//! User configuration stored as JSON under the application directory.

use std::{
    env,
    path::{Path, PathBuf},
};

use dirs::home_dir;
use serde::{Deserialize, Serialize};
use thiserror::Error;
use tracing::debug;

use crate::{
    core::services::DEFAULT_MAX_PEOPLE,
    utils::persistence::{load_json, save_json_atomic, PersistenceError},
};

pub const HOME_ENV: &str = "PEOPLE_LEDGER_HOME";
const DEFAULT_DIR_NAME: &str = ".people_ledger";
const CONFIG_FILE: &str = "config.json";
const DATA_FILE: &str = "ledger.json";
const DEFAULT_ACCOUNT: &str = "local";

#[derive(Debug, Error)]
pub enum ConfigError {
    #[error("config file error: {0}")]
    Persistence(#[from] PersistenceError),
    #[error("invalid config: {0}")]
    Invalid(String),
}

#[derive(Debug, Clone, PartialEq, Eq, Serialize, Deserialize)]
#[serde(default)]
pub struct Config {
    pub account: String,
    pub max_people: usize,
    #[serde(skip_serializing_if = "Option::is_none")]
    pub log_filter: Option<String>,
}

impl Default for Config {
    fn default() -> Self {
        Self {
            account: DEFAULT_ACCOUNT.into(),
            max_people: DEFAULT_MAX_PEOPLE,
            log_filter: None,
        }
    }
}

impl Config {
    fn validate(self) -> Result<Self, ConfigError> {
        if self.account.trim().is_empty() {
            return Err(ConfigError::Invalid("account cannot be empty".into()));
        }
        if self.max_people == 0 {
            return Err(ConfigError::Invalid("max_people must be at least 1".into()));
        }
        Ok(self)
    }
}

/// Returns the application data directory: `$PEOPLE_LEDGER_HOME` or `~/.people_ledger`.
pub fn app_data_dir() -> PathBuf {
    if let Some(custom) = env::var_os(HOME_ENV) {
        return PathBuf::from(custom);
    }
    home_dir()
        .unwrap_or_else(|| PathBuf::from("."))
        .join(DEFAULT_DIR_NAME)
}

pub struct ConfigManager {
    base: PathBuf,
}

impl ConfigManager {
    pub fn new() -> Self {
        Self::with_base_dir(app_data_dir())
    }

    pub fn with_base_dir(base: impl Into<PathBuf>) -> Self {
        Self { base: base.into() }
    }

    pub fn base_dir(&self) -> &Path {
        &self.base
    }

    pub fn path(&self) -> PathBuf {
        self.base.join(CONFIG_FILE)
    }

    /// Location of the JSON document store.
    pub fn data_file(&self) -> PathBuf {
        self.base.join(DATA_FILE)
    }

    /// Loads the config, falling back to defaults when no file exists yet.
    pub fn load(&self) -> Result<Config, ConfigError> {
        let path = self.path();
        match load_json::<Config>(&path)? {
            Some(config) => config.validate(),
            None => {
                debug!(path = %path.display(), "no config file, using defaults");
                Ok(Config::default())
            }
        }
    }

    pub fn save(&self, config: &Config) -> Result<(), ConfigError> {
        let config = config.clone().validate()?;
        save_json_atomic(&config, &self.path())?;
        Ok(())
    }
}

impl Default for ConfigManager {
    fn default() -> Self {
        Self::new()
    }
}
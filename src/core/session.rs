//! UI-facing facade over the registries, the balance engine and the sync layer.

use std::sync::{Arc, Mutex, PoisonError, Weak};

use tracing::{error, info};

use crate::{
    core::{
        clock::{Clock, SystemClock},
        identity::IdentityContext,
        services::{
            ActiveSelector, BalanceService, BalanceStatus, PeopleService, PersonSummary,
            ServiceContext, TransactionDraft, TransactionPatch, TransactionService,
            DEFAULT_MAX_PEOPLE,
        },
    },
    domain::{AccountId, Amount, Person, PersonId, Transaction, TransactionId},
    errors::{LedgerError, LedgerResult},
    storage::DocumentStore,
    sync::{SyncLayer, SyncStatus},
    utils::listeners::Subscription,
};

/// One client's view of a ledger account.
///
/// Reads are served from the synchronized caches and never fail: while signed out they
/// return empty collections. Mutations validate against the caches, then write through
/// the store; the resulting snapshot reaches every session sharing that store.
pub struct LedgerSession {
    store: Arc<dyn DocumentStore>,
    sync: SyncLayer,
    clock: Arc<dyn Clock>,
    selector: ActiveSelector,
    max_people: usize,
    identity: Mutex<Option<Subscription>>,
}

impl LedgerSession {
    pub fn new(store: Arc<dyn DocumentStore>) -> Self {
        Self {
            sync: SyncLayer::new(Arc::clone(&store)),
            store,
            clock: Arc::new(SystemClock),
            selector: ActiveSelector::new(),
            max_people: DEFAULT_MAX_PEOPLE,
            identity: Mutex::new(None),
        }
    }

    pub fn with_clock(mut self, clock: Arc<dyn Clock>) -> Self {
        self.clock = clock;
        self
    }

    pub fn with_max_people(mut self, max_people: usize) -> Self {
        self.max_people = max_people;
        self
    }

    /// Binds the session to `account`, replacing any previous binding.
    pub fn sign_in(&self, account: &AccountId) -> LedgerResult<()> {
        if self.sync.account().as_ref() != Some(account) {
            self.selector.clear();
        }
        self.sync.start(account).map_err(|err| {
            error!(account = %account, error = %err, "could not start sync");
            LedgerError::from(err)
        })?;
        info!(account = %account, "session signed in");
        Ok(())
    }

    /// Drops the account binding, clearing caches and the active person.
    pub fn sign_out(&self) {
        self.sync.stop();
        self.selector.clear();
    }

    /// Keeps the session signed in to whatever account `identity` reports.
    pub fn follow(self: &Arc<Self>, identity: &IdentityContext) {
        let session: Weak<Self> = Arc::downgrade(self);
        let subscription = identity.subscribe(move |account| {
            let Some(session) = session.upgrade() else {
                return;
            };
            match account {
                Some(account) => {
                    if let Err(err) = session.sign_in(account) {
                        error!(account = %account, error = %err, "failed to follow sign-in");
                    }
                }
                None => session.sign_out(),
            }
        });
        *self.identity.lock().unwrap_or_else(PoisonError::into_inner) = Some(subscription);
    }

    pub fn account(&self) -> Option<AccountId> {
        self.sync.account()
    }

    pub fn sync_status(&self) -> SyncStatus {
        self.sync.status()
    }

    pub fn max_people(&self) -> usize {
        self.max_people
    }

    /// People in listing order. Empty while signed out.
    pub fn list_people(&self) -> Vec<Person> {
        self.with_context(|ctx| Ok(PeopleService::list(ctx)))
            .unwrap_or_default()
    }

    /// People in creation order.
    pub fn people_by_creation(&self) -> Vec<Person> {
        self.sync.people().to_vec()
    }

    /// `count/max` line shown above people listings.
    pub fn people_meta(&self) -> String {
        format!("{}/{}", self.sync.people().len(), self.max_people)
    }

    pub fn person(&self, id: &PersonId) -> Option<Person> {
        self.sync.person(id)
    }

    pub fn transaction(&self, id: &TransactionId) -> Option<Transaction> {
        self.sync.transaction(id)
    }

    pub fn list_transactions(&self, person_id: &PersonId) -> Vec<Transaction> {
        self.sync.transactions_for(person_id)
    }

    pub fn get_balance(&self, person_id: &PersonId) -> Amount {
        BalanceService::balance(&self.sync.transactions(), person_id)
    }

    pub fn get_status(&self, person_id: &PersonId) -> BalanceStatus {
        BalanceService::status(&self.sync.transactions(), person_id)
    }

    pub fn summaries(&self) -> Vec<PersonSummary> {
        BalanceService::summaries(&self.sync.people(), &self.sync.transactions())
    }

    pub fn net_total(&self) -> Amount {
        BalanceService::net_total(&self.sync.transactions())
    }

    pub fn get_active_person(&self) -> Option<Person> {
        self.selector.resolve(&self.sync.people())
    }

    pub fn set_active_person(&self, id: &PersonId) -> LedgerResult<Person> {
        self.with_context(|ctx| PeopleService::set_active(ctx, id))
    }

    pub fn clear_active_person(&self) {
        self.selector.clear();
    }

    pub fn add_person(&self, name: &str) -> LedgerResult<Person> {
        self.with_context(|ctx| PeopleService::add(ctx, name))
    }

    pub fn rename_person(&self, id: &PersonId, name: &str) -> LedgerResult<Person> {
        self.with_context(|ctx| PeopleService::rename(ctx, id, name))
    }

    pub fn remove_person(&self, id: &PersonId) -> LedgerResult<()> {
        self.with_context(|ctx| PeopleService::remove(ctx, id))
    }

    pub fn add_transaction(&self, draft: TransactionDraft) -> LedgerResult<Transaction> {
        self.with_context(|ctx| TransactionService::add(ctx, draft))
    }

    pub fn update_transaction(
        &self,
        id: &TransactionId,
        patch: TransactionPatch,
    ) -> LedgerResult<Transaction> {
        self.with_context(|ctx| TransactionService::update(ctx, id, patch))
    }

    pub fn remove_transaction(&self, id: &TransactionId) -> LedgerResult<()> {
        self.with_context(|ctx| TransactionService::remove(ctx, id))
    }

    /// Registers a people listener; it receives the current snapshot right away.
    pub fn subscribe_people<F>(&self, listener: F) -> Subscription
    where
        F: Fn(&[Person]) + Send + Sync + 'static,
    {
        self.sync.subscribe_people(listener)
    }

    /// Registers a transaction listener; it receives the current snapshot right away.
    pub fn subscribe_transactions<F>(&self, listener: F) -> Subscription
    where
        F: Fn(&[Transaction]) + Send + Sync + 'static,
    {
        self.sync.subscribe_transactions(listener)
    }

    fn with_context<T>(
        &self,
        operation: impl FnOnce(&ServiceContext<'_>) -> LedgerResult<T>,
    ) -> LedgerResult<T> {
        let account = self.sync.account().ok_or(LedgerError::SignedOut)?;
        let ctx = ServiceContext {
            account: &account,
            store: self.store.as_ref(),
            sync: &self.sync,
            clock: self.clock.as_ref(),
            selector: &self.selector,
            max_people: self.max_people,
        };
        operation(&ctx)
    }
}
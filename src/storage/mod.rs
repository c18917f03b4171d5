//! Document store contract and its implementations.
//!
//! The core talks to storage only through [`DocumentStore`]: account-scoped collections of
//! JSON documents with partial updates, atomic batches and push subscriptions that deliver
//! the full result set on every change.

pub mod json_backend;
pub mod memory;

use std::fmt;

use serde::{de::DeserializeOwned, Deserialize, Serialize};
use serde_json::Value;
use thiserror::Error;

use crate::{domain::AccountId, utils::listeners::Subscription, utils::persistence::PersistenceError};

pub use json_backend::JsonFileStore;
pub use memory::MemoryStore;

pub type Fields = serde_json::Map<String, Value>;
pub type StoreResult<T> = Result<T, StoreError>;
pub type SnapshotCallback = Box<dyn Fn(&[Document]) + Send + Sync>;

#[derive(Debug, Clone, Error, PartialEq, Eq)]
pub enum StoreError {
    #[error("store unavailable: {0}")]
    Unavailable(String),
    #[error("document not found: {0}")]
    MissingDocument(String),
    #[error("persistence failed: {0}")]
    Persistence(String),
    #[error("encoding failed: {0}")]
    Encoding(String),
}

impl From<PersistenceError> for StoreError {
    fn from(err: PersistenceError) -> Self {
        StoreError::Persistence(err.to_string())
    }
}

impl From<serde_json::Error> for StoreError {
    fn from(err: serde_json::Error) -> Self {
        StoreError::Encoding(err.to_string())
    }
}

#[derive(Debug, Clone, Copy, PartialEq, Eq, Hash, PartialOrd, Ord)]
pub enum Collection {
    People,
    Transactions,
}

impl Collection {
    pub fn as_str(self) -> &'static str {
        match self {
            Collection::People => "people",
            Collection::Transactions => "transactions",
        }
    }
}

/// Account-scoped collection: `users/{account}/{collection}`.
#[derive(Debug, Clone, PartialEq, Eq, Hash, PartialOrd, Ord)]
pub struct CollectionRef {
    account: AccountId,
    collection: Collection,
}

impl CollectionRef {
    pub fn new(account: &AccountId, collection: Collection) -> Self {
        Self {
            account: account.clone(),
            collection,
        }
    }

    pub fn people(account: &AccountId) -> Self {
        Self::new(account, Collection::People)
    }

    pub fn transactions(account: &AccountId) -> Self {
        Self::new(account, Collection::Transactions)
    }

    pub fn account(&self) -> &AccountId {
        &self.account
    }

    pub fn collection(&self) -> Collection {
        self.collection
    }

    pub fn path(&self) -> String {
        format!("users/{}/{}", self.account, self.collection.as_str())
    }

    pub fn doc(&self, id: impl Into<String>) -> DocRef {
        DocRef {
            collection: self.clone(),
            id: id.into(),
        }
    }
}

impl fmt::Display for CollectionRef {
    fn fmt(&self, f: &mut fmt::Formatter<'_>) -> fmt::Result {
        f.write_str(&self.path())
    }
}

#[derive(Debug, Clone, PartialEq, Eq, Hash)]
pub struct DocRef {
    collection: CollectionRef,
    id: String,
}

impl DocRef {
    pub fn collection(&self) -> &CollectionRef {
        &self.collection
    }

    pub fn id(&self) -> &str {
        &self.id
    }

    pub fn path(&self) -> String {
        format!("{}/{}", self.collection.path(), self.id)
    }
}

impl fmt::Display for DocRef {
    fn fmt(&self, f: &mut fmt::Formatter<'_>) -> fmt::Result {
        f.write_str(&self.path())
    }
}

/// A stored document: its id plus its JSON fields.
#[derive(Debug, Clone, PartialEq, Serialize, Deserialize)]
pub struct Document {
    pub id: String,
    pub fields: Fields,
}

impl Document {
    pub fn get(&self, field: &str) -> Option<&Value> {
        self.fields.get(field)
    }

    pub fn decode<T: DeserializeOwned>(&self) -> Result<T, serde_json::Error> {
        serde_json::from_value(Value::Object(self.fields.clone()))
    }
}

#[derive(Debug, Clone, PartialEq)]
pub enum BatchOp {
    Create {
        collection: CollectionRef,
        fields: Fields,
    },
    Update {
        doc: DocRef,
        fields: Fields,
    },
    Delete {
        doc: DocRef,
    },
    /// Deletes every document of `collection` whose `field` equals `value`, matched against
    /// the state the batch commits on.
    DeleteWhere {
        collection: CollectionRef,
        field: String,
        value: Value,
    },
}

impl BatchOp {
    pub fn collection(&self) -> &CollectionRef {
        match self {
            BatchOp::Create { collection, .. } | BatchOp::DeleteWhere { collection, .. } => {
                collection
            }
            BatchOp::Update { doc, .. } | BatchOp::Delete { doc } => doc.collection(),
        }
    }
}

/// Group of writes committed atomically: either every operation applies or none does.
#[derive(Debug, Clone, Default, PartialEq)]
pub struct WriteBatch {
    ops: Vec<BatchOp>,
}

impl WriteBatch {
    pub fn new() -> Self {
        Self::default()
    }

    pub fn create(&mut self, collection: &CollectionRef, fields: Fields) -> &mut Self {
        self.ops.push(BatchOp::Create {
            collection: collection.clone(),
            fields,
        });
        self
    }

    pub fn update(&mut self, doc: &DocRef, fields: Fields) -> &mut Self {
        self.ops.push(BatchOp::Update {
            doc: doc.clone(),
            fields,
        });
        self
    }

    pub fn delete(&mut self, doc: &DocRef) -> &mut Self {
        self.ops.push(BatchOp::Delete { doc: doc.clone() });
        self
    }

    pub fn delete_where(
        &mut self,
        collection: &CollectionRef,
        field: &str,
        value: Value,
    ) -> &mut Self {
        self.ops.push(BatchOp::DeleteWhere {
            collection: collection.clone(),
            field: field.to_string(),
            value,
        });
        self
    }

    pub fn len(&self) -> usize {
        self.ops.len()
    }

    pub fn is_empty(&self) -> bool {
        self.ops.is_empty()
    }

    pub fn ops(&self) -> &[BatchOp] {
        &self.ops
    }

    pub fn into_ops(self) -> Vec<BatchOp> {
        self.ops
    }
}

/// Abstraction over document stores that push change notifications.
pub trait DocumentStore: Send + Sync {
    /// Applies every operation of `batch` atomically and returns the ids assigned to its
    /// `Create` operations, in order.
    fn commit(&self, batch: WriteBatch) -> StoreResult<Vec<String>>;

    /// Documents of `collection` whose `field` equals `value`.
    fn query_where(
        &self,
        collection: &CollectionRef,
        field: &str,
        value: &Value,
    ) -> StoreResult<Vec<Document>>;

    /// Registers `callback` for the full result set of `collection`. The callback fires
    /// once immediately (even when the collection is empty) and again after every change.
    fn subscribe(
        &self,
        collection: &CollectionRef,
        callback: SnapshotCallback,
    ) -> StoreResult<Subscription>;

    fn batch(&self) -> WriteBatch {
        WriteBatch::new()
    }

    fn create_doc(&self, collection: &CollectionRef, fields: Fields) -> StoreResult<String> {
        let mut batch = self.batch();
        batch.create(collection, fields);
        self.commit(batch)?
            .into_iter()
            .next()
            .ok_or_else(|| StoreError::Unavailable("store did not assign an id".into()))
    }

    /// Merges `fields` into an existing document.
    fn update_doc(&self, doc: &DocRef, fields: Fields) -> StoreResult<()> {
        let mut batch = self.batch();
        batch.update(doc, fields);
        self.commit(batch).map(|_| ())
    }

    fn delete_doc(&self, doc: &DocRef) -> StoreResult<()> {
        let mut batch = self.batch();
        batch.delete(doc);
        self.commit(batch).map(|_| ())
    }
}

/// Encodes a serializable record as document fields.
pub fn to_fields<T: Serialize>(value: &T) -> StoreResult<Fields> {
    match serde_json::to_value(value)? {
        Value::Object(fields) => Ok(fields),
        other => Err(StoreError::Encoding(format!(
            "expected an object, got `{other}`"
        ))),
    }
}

= = = = =

__EXERCISE DETAILS__. The expected answer is one number: how many lines of the material contain the word "Weak".

__ANSWER TO THIS PROBLEM__. 2